What if, before you begin the data collection for an experiment, you randomly divide your subject pool into two (or more) groups. Before implementing the experimental manipulation you notice the groups are clearly different on one or more variables of potential import. For example, the two (or more) groups have different proportions of subjects by gender or age or educational level, or job experience, etc. What is a reasonable course of action in such a situation? What are the dangers of discarding the original random division of the subject pool and dividing the pool again? For example, are the inferential statistics that you might calculate based on the second set of groups in any way inappropriate due to the discarded first set of groups? For example, if we subscribe to discarding the first division of the subject pool into groups, are we changing the sampling distribution that our statistical test is based on? If so, are we making it easier or harder to find statistical significance? Are the possible dangers involved in repeating the division of subjects greater than the obvious danger of confounding due to group differences in educational level, say?
To make this question more concrete, assume for the sake of this discussion that the topic of the research is teaching method (and we have two teaching methods) and the difference noted between the two groups of subjects is level of formal education, with one group containing proportionally more people with highest educational attainment of high school level or less and the other group containing more people with some college or a college degree. Assume that we are training military recruits in a job that does not exist in the civilian world, so everyone entering that specialty has to learn the job from scratch. Assume, further, that the between group imbalance in previous educational attainment is statistically significant.

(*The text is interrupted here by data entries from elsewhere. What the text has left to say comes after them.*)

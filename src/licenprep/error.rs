use crate::generation::GenerationError;
use thiserror::Error;

#[derive(Error, Debug)]
pub enum LicenPrepError {
    #[error("IO error: {0}")]
    Io(#[from] std::io::Error),

    #[error("Serialization error: {0}")]
    Serialization(#[from] serde_json::Error),

    #[error("Store error: {0}")]
    Store(String),

    #[error("Question generation failed: {0}")]
    Generation(#[from] GenerationError),

    #[error("Invalid input: {0}")]
    Validation(String),
}

pub type Result<T> = std::result::Result<T, LicenPrepError>;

Parenthetically note that this question is similar to What if your random sample is clearly not representative?. In a comment there, @stask perceptively noticed that I am a researcher not a surveyor and commented that I might have gotten more relevant answers had I tagged my question differently, including "experiment design" rather than "sampling." (It seems the sampling tag attracts people working with surveys rather than experiments). So the above is basically the same question, in an experimental context.